Write out only the opening lines of the entries, through the line with "pub(crate) remote_pinner: Option<Arc<dyn".

Study material: Begin

/// A database instance.
///
/// The handle is cheap to clone; all clones share the snapshot state and
/// the IPFS node. Mutating operations serialize behind a write lock,
/// read-only operations share a read lock.
#[derive(Clone)]
pub struct Db<I: IpfsApi = HttpIpfs> {
    pub(crate) ipfs: I,
    pub(crate) project: String,
    pub(crate) pinning: bool,
    pub(crate) announcing: bool,
    pub(crate) max_entries: usize,
    pub(crate) cipher_key: Option<Vec<u8>>,
    pub(crate) pinata_interval: u64,
    pub(crate) remote_pinner: Option<Arc<dyn RemotePin>>,
    pub(crate) state: Arc<RwLock<DbState>>,
    pub(crate) cancel: CancellationToken,
    pub(crate) log: Option<mpsc::UnboundedSender<String>>,
}

impl<I: IpfsApi> std::fmt::Debug for Db<I> {
    fn fmt(&self, f: &mut std::fmt::Formatter<'_>) -> std::fmt::Result {
        f.debug_struct("Db")
            .field("project", &self.project)
            .field("pinning", &self.pinning)
            .field("announcing", &self.announcing)
            .field("max_entries", &self.max_entries)
            .field("encrypted", &self.cipher_key.is_some())
            .finish_non_exhaustive()
    }
}

#[derive(Debug, Serialize)]
struct DbMetadata {
    project: String,
    snapshot: String,
    host_node: String,
    host_address: String,
    pinning: bool,
    announcing: bool,
    max_entries: usize,
    current_entries: usize,
    contents: Vec<(String, String)>,
}

impl Db {
    /// Returns a builder for opening a database.
    pub fn builder() -> DbBuilder {
        DbBuilder::default()
    }
}

impl<I: IpfsApi> Db<I> {
    /// The project this instance manages.
    pub fn project(&self) -> &str {
        &self.project
    }

    pub fn pinning(&self) -> bool {
        self.pinning
    }

    pub fn announcing(&self) -> bool {
        self.announcing
    }

    pub fn max_entries(&self) -> usize {
        self.max_entries
    }

    /// Number of entries currently held.
    pub async fn current_entries(&self) -> usize {
        self.state.read().await.snapshot.len()
    }

    /// Adds a record to the database under the provided key.
    ///
    /// If the key is already in use the incoming record must be a
    /// continuation of the stored one: same UUID, `previous_cid` equal to
    /// the stored CID, and a strictly newer last-updated timestamp.
    ///
    /// Returns the stored copy of the record, with its `previous_cid` set
    /// to the new CID so further updates can be chained from it.
    pub async fn set(&self, key: &str, record: &Record) -> Result<Record> {
        let mut state = self.state.write().await;

        if !state.snapshot.contains(key) && state.snapshot.len() >= self.max_entries {
            return Err(Error::MaxEntriesExceeded(self.max_entries));
        }

        let mut record = record.clone();
        if let Some(existing_cid) = state.snapshot.resolve(key) {
            let existing = self.fetch_record(existing_cid).await?;

            if existing.uuid() != record.uuid() {
                return Err(Error::AttemptedOverwrite);
            }
            if existing_cid.to_string() != record.previous_cid() {
                return Err(Error::RecordHistory);
            }
            let newer = match (
                existing.last_updated_timestamp(),
                record.last_updated_timestamp(),
            ) {
                (Some(old), Some(new)) => new > old,
                (None, Some(_)) => true,
                (_, None) => false,
            };
            if !newer {
                return Err(Error::AttemptedUpdate);
            }
            record.add_comment("updating record.");
        }
        record.add_comment("adding record to IPFS.");

        if let Some(cipher_key) = &self.cipher_key {
            if !record.encrypted() {
                record.encrypt(cipher_key)?;
            }
        }

        let data = serde_json::to_vec(&record)?;
        let cid = self.ipfs.dag_put(&data, self.pinning).await?;
        state.snapshot.put_link(&self.ipfs, key, cid).await?;

        if self.announcing {
            self.announce(&cid).await?;
        }

        state.session_entries += 1;
        debug!("record added: {} -> {}", key, cid);
        self.send_to_log(format!("record added: {} -> {}", key, cid));

        if self.pinata_interval > 0 && state.session_entries % self.pinata_interval == 0 {
            self.trigger_remote_pin(state.snapshot.root());
        }

        record.set_previous_cid(cid.to_string());
        Ok(record)
    }

    /// Retrieves a copy of the record stored under the provided key.
    pub async fn get(&self, key: &str) -> Result<Record> {
        let cid = {
            let state = self.state.read().await;
            state
                .snapshot
                .resolve(key)
                .ok_or_else(|| Error::KeyNotFound(key.to_string()))?
        };
        let record = self.fetch_record(cid).await?;
        debug!("record retrieved: {} -> {}", key, cid);
        Ok(record)
    }

    /// Removes the entry under the provided key: the snapshot drops the
    /// named link and the record CID is unpinned from the node.
    pub async fn delete(&self, key: &str) -> Result<()> {
        let mut state = self.state.write().await;
        let cid = state
            .snapshot
            .resolve(key)
            .ok_or_else(|| Error::KeyNotFound(key.to_string()))?;

        state.snapshot.drop_link(&self.ipfs, key).await?;
        self.ipfs.unpin(&cid).await?;

        debug!("record deleted: {}", key);
        self.send_to_log(format!("record deleted: {}", key));
        Ok(())
    }

    /// Collects a record directly from the DAG using its CID string.
    pub async fn get_record_from_cid(&self, cid: &str) -> Result<Record> {
        if cid.is_empty() {
            return Err(Error::NoCid);
        }
        let cid: Cid = cid
            .parse()
            .map_err(|e: cid::Error| Error::Ipfs(e.into()))?;
        self.fetch_record(cid).await
    }

    pub(crate) async fn fetch_record(&self, cid: Cid) -> Result<Record> {
        let node = self.ipfs.dag_get(&cid.to_string()).await?;
        let json = crate::ipfs::ipld_to_json(node);
        let mut record: Record = serde_json::from_value(json)?;

        if record.encrypted() {
            match &self.cipher_key {
                Some(key) => record.decrypt(key)?,
                None => return Err(Error::CipherKeyMissing),
            }
        }

        // callers chain updates from the CID the record was pulled at
        record.set_previous_cid(cid.to_string());
        Ok(record)
    }

    /// Looks up the CID stored for a key.
    pub async fn get_cid(&self, key: &str) -> Result<Cid> {
        let state = self.state.read().await;
        state
            .snapshot
            .resolve(key)
            .ok_or_else(|| Error::KeyNotFound(key.to_string()))
    }

    /// Returns an IPLD explorer link for the record stored under a key.
    pub async fn explorer_link(&self, key: &str) -> Result<String> {
        let cid = self.get_cid(key).await?;
        Ok(format!(
            "IPLD Explorer link: https://explore.ipld.io/#/explore/{}",
            cid
        ))
    }

    /// Iterates over the `(key, cid)` pairs held by the database. Order is
    /// unspecified.
    pub async fn range_cids(&self) -> impl Stream<Item = Result<KeyCidPair>> {
        let pairs: Vec<Result<KeyCidPair>> = {
            let state = self.state.read().await;
            state
                .snapshot
                .entries()
                .map(|(key, cid)| Ok((key.clone(), *cid)))
                .collect()
        };
        futures::stream::iter(pairs)
    }

    /// The current snapshot CID, or an empty string for an empty database.
    pub async fn snapshot(&self) -> String {
        let state = self.state.read().await;
        if state.snapshot.is_empty() {
            String::new()
        } else {
            state.snapshot.root().to_string()
        }
    }

    /// Peer ID of the bound IPFS node.
    pub async fn peer_identity(&self) -> Result<String> {
        if !self.ipfs.is_online() {
            return Err(Error::NodeOffline);
        }
        let id = self.ipfs.peer_id().await?;
        if id.is_empty() {
            return Err(Error::NoPeerId);
        }
        Ok(id)
    }

    /// Dumps the database metadata as a JSON document.
    pub async fn dump_metadata(&self) -> Result<String> {
        let host_node = self.peer_identity().await?;
        let host_address = self.ipfs.public_address().await?;
        let state = self.state.read().await;

        let contents: Vec<(String, String)> = state
            .snapshot
            .entries()
            .map(|(key, cid)| (key.clone(), cid.to_string()))
            .collect();
        let snapshot = if state.snapshot.is_empty() {
            String::new()
        } else {
            state.snapshot.root().to_string()
        };

        let metadata = DbMetadata {
            project: self.project.clone(),
            snapshot,
            host_node,
            host_address,
            pinning: self.pinning,
            announcing: self.announcing,
            max_entries: self.max_entries,
            current_entries: state.snapshot.len(),
            contents,
        };
        Ok(serde_json::to_string_pretty(&metadata)?)
    }

    /// Closes the database: background work is cancelled, the node session
    /// ends and the node must report offline.
    ///
    /// Every close step is attempted; the first failure is returned once
    /// the rest have run.
    pub async fn shutdown(self) -> Result<()> {
        self.cancel.cancel();

        let mut first_failure = None;
        if let Err(err) = self.ipfs.end_session().await {
            first_failure.get_or_insert(err);
        }
        if self.ipfs.is_online() {
            first_failure.get_or_insert(Error::NodeOnline);
        }
        self.send_to_log("database closed".to_string());
        match first_failure {
            None => Ok(()),
            Some(err) => Err(err),
        }
    }

    fn trigger_remote_pin(&self, root: Cid) {
        let Some(pinner) = self.remote_pinner.clone() else {
            return;
        };
        self.send_to_log("pinning interval reached, uploading database snapshot".to_string());
        let log = self.log.clone();
        tokio::spawn(async move {
            match pinner.pin(&root).await {
                Ok(status) => {
                    debug!("remote pin response: {}", status);
                    if let Some(log) = &log {
                        let _ = log.send(format!("remote pin response: {}", status));
                    }
                }
                Err(err) => {
                    warn!("remote pin failed: {}", err);
                    if let Some(log) = &log {
                        let _ = log.send(format!("remote pin error: {}", err));
                    }
                }
            }
        });
    }

    pub(crate) fn send_to_log(&self, message: String) {
        if let Some(log) = &self.log {
            let _ = log.send(message);
        }
    }
}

Study material: End

● **Task result**:
/// A database instance.
///
/// The handle is cheap to clone; all clones share the snapshot state and
/// the IPFS node. Mutating operations serialize behind a write lock,
/// read-only operations share a read lock.
#[derive(Clone)]
pub struct Db<I: IpfsApi = HttpIpfs> {
    pub(crate) ipfs: I,
    pub(crate) project: String,
    pub(crate) pinning: bool,
    pub(crate) announcing: bool,
    pub(crate) max_entries: usize,
    pub(crate) cipher_key: Option<Vec<u8>>,
    pub(crate) pinata_interval: u64,
    pub(crate) remote_pinner: Option<Arc<dyn RemotePin>>,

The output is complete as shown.